L'ex direttore generale di Infrastrutture lombarde Antonio Rognoni è stato arrestato ieri insieme al responsabile dell'Uffico gare Pier Paolo Perez. Per altri sei tra cui gli avvocati Carmen Leo, Fabrizio Magrì, Giorgia Romitelli e Sergio De Sio, il gip Andrea Ghinetti ha disposto gli arresti domiciliari. Agli arresti domiciliari anche Maurizio Malandra e l'ingegnere Salvatore Primerano. Al centro dell'inchiesta sulla società interamente controllata dalla Regione, presunte irregolarità su una quindicina di appalti pubblici. Ben 66 i capi di imputazione contestati che vanno dall'associazione per delinquere alla turbativa d'asta, dalla truffa all'amministrazione regionale fino al falso. Rognoni, fra l'altro, avrebbe truccato alcune gare d'appalto per incarichi di consulenza legale relativi all'Expo.
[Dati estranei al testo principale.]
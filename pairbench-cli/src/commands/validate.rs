// SPDX-License-Identifier: Apache-2.0
// Copyright 2025 Ankit Kumar Pandey

//! `pairbench validate` command - Validate configuration file.

use std::path::Path;
use std::process::ExitCode;

use pairbench_core::ConfigLoader;

pub fn execute(file: &Path) -> anyhow::Result<ExitCode> {
    tracing::info!(file = %file.display(), "Validating configuration");

    let config = match ConfigLoader::load_file(file) {
        Ok(config) => config,
        Err(e) => {
            eprintln!("✗ Configuration validation failed:");
            eprintln!("  {}", e);
            return Ok(ExitCode::FAILURE);
        }
    };

    println!("✓ Configuration is valid");
    println!();
    println!("Harness:");
    println!("  Trials:             {}", config.harness.trials);
    println!(
        "  Inter-trial Delay:  {}ms",
        config.harness.inter_trial_delay.as_millis()
    );
    println!();
    println!("Server:");
    println!("  Path:               {}", config.server.path.display());
    println!("  Stale Pattern:      {}", config.server.stale_process_pattern);
    println!(
        "  Warm-up:            {}ms",
        config.server.warmup_delay.as_millis()
    );
    println!(
        "  Drain Timeout:      {}ms",
        config.server.drain_timeout.as_millis()
    );
    println!();
    println!("Client:");
    println!("  Path:               {}", config.client.path.display());
    println!("  Server Address:     {}", config.client.server_address);
    println!("  Timeout:            {}s", config.client.timeout.as_secs());
    if let Some(payload) = &config.payload {
        println!();
        println!("Payload:              {}", payload.display());
    }
    if let Some(dir) = &config.working_dir {
        println!("Working Directory:    {}", dir.display());
    }
    if !config.build.is_empty() {
        println!();
        println!("Build Steps ({}):", config.build.len());
        for step in &config.build {
            println!("  - {}", step);
        }
    }
    if let Some(dir) = &config.json_dir {
        println!("JSON Reports:         {}", dir.display());
    }
    Ok(ExitCode::SUCCESS)
}
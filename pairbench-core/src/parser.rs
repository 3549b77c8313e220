// SPDX-License-Identifier: Apache-2.0
// Copyright 2025 Ankit Kumar Pandey

//! Client output parser.
//!
//! Extracts the elapsed time, data rate and bytes-sent fields from the
//! client's free-text report using fixed label anchors. Each anchor is
//! searched independently and the first match wins; there is no structural
//! validation of the surrounding text.

use lazy_static::lazy_static;
use regex::Regex;

use crate::error::{ParseError, ValidationError};
use crate::types::{Measurement, MeasurementField};

/// Anchor for the elapsed time in milliseconds.
pub const DEFAULT_ELAPSED_PATTERN: &str = r"Time\(ms\)\s*:\s*([0-9.]+)";
/// Anchor for the data rate in KB/s.
pub const DEFAULT_RATE_PATTERN: &str = r"Data rate:\s*([0-9.]+)";
/// Anchor for the number of bytes sent.
pub const DEFAULT_BYTES_PATTERN: &str = r"Data sent\(byte\):\s*([0-9]+)";

lazy_static! {
    static ref ELAPSED_RE: Regex =
        Regex::new(DEFAULT_ELAPSED_PATTERN).expect("elapsed anchor is a valid regex");
    static ref RATE_RE: Regex =
        Regex::new(DEFAULT_RATE_PATTERN).expect("rate anchor is a valid regex");
    static ref BYTES_RE: Regex =
        Regex::new(DEFAULT_BYTES_PATTERN).expect("bytes anchor is a valid regex");
}

/// Turns raw client output into a [`Measurement`].
///
/// Implementations must be pure: same text in, same result out.
pub trait OutputParser: Send + Sync {
    fn parse(&self, raw: &str) -> Result<Measurement, ParseError>;
}

/// Regex anchors for the three fields. Each pattern has exactly one
/// capture group holding the numeric value.
#[derive(Debug, Clone, PartialEq, Eq)]
pub struct ParserPatterns {
    pub elapsed: String,
    pub rate: String,
    pub bytes: String,
}

impl Default for ParserPatterns {
    fn default() -> Self {
        Self {
            elapsed: DEFAULT_ELAPSED_PATTERN.to_string(),
            rate: DEFAULT_RATE_PATTERN.to_string(),
            bytes: DEFAULT_BYTES_PATTERN.to_string(),
        }
    }
}

/// Anchor-based parser for the labeled report format.
#[derive(Debug, Clone)]
pub struct LabeledFieldParser {
    elapsed: Regex,
    rate: Regex,
    bytes: Regex,
}

impl LabeledFieldParser {
    /// Parser for the stock client report format.
    pub fn new() -> Self {
        Self {
            elapsed: ELAPSED_RE.clone(),
            rate: RATE_RE.clone(),
            bytes: BYTES_RE.clone(),
        }
    }

    /// Parser with custom anchors.
    pub fn with_patterns(patterns: &ParserPatterns) -> Result<Self, ValidationError> {
        Ok(Self {
            elapsed: compile_anchor("parser.elapsed_pattern", &patterns.elapsed)?,
            rate: compile_anchor("parser.rate_pattern", &patterns.rate)?,
            bytes: compile_anchor("parser.bytes_pattern", &patterns.bytes)?,
        })
    }

    fn capture<'t>(
        re: &Regex,
        field: MeasurementField,
        raw: &'t str,
    ) -> Result<&'t str, ParseError> {
        re.captures(raw)
            .and_then(|caps| caps.get(1))
            .map(|m| m.as_str())
            .ok_or_else(|| ParseError::MissingField {
                field,
                raw: raw.to_string(),
            })
    }

    fn float_field(re: &Regex, field: MeasurementField, raw: &str) -> Result<f64, ParseError> {
        let value = Self::capture(re, field, raw)?;
        value
            .parse::<f64>()
            .ok()
            .filter(|v| v.is_finite())
            .ok_or_else(|| ParseError::MalformedField {
                field,
                value: value.to_string(),
                raw: raw.to_string(),
            })
    }
}

impl Default for LabeledFieldParser {
    fn default() -> Self {
        Self::new()
    }
}

impl OutputParser for LabeledFieldParser {
    fn parse(&self, raw: &str) -> Result<Measurement, ParseError> {
        let elapsed_ms = Self::float_field(&self.elapsed, MeasurementField::ElapsedTime, raw)?;
        let throughput_kbps = Self::float_field(&self.rate, MeasurementField::DataRate, raw)?;

        let bytes = Self::capture(&self.bytes, MeasurementField::BytesSent, raw)?;
        let bytes_sent = bytes
            .parse::<u64>()
            .map_err(|_| ParseError::MalformedField {
                field: MeasurementField::BytesSent,
                value: bytes.to_string(),
                raw: raw.to_string(),
            })?;

        Ok(Measurement::new(elapsed_ms, throughput_kbps, bytes_sent))
    }
}

/// Parse with the stock anchors.
pub fn parse(raw: &str) -> Result<Measurement, ParseError> {
    LabeledFieldParser::new().parse(raw)
}

fn compile_anchor(field: &'static str, pattern: &str) -> Result<Regex, ValidationError> {
    let re = Regex::new(pattern).map_err(|e| ValidationError::InvalidPattern {
        field,
        reason: e.to_string(),
    })?;

    // captures_len counts the implicit whole-match group.
    if re.captures_len() != 2 {
        return Err(ValidationError::InvalidPattern {
            field,
            reason: format!(
                "expected exactly one capture group, found {}",
                re.captures_len() - 1
            ),
        });
    }

    Ok(re)
}
// SPDX-License-Identifier: Apache-2.0
// Copyright 2025 Ankit Kumar Pandey

//! Server readiness policy.
//!
//! The stock server gives no readiness handshake, so the default probe just
//! waits a fixed warm-up delay. A real handshake can be dropped in as another
//! [`ReadinessProbe`] without touching the supervisor.

use std::time::Duration;

use async_trait::async_trait;

/// What a probe may inspect about the freshly spawned server.
#[derive(Debug, Clone, Copy)]
pub struct ServerInfo<'a> {
    pub pid: Option<u32>,
    pub address: &'a str,
}

/// Decides when the server may be considered ready to accept the client.
#[async_trait]
pub trait ReadinessProbe: Send + Sync {
    async fn wait_ready(&self, server: ServerInfo<'_>);

    /// Short name for logs.
    fn name(&self) -> &'static str;
}

/// Assume readiness after a fixed delay.
#[derive(Debug, Clone, Copy)]
pub struct FixedDelay {
    delay: Duration,
}

impl FixedDelay {
    pub fn new(delay: Duration) -> Self {
        Self { delay }
    }

    pub fn delay(&self) -> Duration {
        self.delay
    }
}

#[async_trait]
impl ReadinessProbe for FixedDelay {
    async fn wait_ready(&self, server: ServerInfo<'_>) {
        tracing::debug!(
            pid = ?server.pid,
            delay_ms = self.delay.as_millis() as u64,
            "Waiting for server warm-up"
        );
        tokio::time::sleep(self.delay).await;
    }

    fn name(&self) -> &'static str {
        "fixed_delay"
    }
}

#[cfg(test)]
mod tests {
    use super::*;

    #[tokio::test]
    async fn test_fixed_delay_waits() {
        let probe = FixedDelay::new(Duration::from_millis(30));
        let started = std::time::Instant::now();
        probe
            .wait_ready(ServerInfo {
                pid: None,
                address: "localhost",
            })
            .await;
        assert!(started.elapsed() >= Duration::from_millis(30));
        assert_eq!(probe.name(), "fixed_delay");
    }
}
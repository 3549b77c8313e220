// SPDX-License-Identifier: Apache-2.0
// Copyright 2025 Ankit Kumar Pandey

//! Supervised child process.
//!
//! Owns one spawned collaborator, drains its pipes in the background so it
//! can never block on a full pipe, and knows how to terminate and reap it.

use std::path::Path;
use std::process::{ExitStatus, Stdio};
use std::time::Duration;

use tokio::io::{AsyncRead, AsyncReadExt};
use tokio::process::{Child, Command};
use tokio::task::JoinHandle;

use crate::error::TrialFailure;
use crate::types::{CapturedOutput, ProcessRole};

/// A spawned server or client process.
///
/// Spawned with kill-on-drop; [`ManagedChild::terminate`] is the normal
/// release path and also reaps the process.
pub struct ManagedChild {
    role: ProcessRole,
    child: Child,
    pid: Option<u32>,
    stdout: Option<JoinHandle<String>>,
    stderr: Option<JoinHandle<String>>,
    output: Option<CapturedOutput>,
    status: Option<ExitStatus>,
}

impl ManagedChild {
    /// Spawn `program` with `args`, stdin closed and both output streams captured.
    pub fn spawn<I, S>(role: ProcessRole, program: &Path, args: I) -> Result<Self, TrialFailure>
    where
        I: IntoIterator<Item = S>,
        S: AsRef<std::ffi::OsStr>,
    {
        let mut child = Command::new(program)
            .args(args)
            .stdin(Stdio::null())
            .stdout(Stdio::piped())
            .stderr(Stdio::piped())
            .kill_on_drop(true)
            .spawn()
            .map_err(|e| TrialFailure::Spawn {
                role,
                reason: format!("{}: {}", program.display(), e),
            })?;

        let pid = child.id();
        let stdout = child.stdout.take().map(|s| tokio::spawn(read_stream(s)));
        let stderr = child.stderr.take().map(|s| tokio::spawn(read_stream(s)));

        tracing::debug!(
            role = %role,
            pid = ?pid,
            program = %program.display(),
            "Spawned process"
        );

        Ok(Self {
            role,
            child,
            pid,
            stdout,
            stderr,
            output: None,
            status: None,
        })
    }

    pub fn role(&self) -> ProcessRole {
        self.role
    }

    /// PID assigned at spawn time.
    pub fn pid(&self) -> Option<u32> {
        self.pid
    }

    /// Exit status, once the process has been reaped.
    pub fn status(&self) -> Option<ExitStatus> {
        self.status
    }

    pub fn is_reaped(&self) -> bool {
        self.status.is_some()
    }

    /// Non-blocking check; reaps the process if it has already exited.
    pub fn try_status(&mut self) -> Option<ExitStatus> {
        if self.status.is_none() {
            match self.child.try_wait() {
                Ok(Some(status)) => self.status = Some(status),
                Ok(None) => {}
                Err(e) => {
                    tracing::warn!(role = %self.role, pid = ?self.pid, error = %e, "try_wait failed");
                }
            }
        }
        self.status
    }

    /// Wait up to `limit` for the process to exit. `None` means it is
    /// still running.
    pub async fn wait_timeout(&mut self, limit: Duration) -> Option<ExitStatus> {
        if let Some(status) = self.status {
            return Some(status);
        }

        match tokio::time::timeout(limit, self.child.wait()).await {
            Ok(Ok(status)) => {
                self.status = Some(status);
                Some(status)
            }
            Ok(Err(e)) => {
                tracing::warn!(role = %self.role, pid = ?self.pid, error = %e, "wait failed");
                None
            }
            Err(_) => None,
        }
    }

    /// SIGKILL and reap.
    pub async fn kill(&mut self) {
        if self.try_status().is_some() {
            return;
        }

        match self.child.kill().await {
            Ok(()) => {
                tracing::debug!(role = %self.role, pid = ?self.pid, "Killed process");
            }
            Err(e) => {
                tracing::warn!(role = %self.role, pid = ?self.pid, error = %e, "kill failed");
            }
        }
        self.try_status();
    }

    /// SIGTERM, wait `grace`, then SIGKILL. Always reaps.
    pub async fn terminate(&mut self, grace: Duration) {
        if self.try_status().is_some() {
            return;
        }

        if let Some(pid) = self.child.id() {
            send_sigterm(pid);
            if self.wait_timeout(grace).await.is_some() {
                tracing::debug!(role = %self.role, pid = pid, "Process exited after SIGTERM");
                return;
            }
            tracing::debug!(
                role = %self.role,
                pid = pid,
                grace_ms = grace.as_millis() as u64,
                "Process ignored SIGTERM, killing"
            );
        }

        self.kill().await;
    }

    /// Collect everything the process wrote. Call after it has exited;
    /// readers still open after `limit` (e.g. held by a grandchild) are
    /// abandoned.
    pub async fn collect_output(&mut self, limit: Duration) -> CapturedOutput {
        if let Some(output) = &self.output {
            return output.clone();
        }

        let stdout = join_reader(self.stdout.take(), limit, self.role, "stdout").await;
        let stderr = join_reader(self.stderr.take(), limit, self.role, "stderr").await;
        let output = CapturedOutput::new(stdout, stderr);
        self.output = Some(output.clone());
        output
    }
}

impl Drop for ManagedChild {
    fn drop(&mut self) {
        if self.try_status().is_none() {
            tracing::warn!(
                role = %self.role,
                pid = ?self.pid,
                "Process dropped while running, killing"
            );
            let _ = self.child.start_kill();
            let _ = self.child.try_wait();
        }
        for reader in [self.stdout.take(), self.stderr.take()].into_iter().flatten() {
            reader.abort();
        }
    }
}

#[cfg(unix)]
fn send_sigterm(pid: u32) {
    use nix::sys::signal::{kill, Signal};
    use nix::unistd::Pid;

    if let Err(e) = kill(Pid::from_raw(pid as i32), Signal::SIGTERM) {
        tracing::debug!(pid = pid, error = %e, "SIGTERM failed");
    }
}

#[cfg(not(unix))]
fn send_sigterm(_pid: u32) {}

async fn read_stream<R: AsyncRead + Unpin>(mut stream: R) -> String {
    let mut buf = Vec::new();
    if let Err(e) = stream.read_to_end(&mut buf).await {
        tracing::debug!(error = %e, "Output stream read failed");
    }
    String::from_utf8_lossy(&buf).into_owned()
}

async fn join_reader(
    reader: Option<JoinHandle<String>>,
    limit: Duration,
    role: ProcessRole,
    stream: &'static str,
) -> String {
    let Some(mut reader) = reader else {
        return String::new();
    };

    match tokio::time::timeout(limit, &mut reader).await {
        Ok(Ok(text)) => text,
        Ok(Err(e)) => {
            tracing::debug!(role = %role, stream = stream, error = %e, "Reader task failed");
            String::new()
        }
        Err(_) => {
            reader.abort();
            tracing::debug!(role = %role, stream = stream, "Output pipe still open, abandoning");
            String::new()
        }
    }
}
Dalla società nessuna dichiarazione in attesa di capire quale sarà la reale portata dell'inchiesta, ma il commissario Giuseppe Sala ha già chiesto per questa mattina un incontro con il prefetto Paolo Tronca. Il governatore Roberto Maroni ha dichiarato di augurarsi che Rognoni «sappia dimostrare la sua estraneità».

Commenti

guerrinofe

Ven, 21/03/2014 - 17:38

allucinante questa situazione,la soluzione è semplicissima: BASTEREBBE PROIBIRE I SUBAPPALTI!!! Chi vince la gara di appalto deve eseguire i lavori! diversamente sono sempre le SOLITE "BALENE" che vincono e cedono i lavori lavandosi le mani,con le SOLITE corruzioni,le SOLITE truffe,i SOLITI incompiuti i SOLITI scaricabarile. soluzione facile facile ma che nessuno è abbastanza"pulito" per proporre una simile soluzione.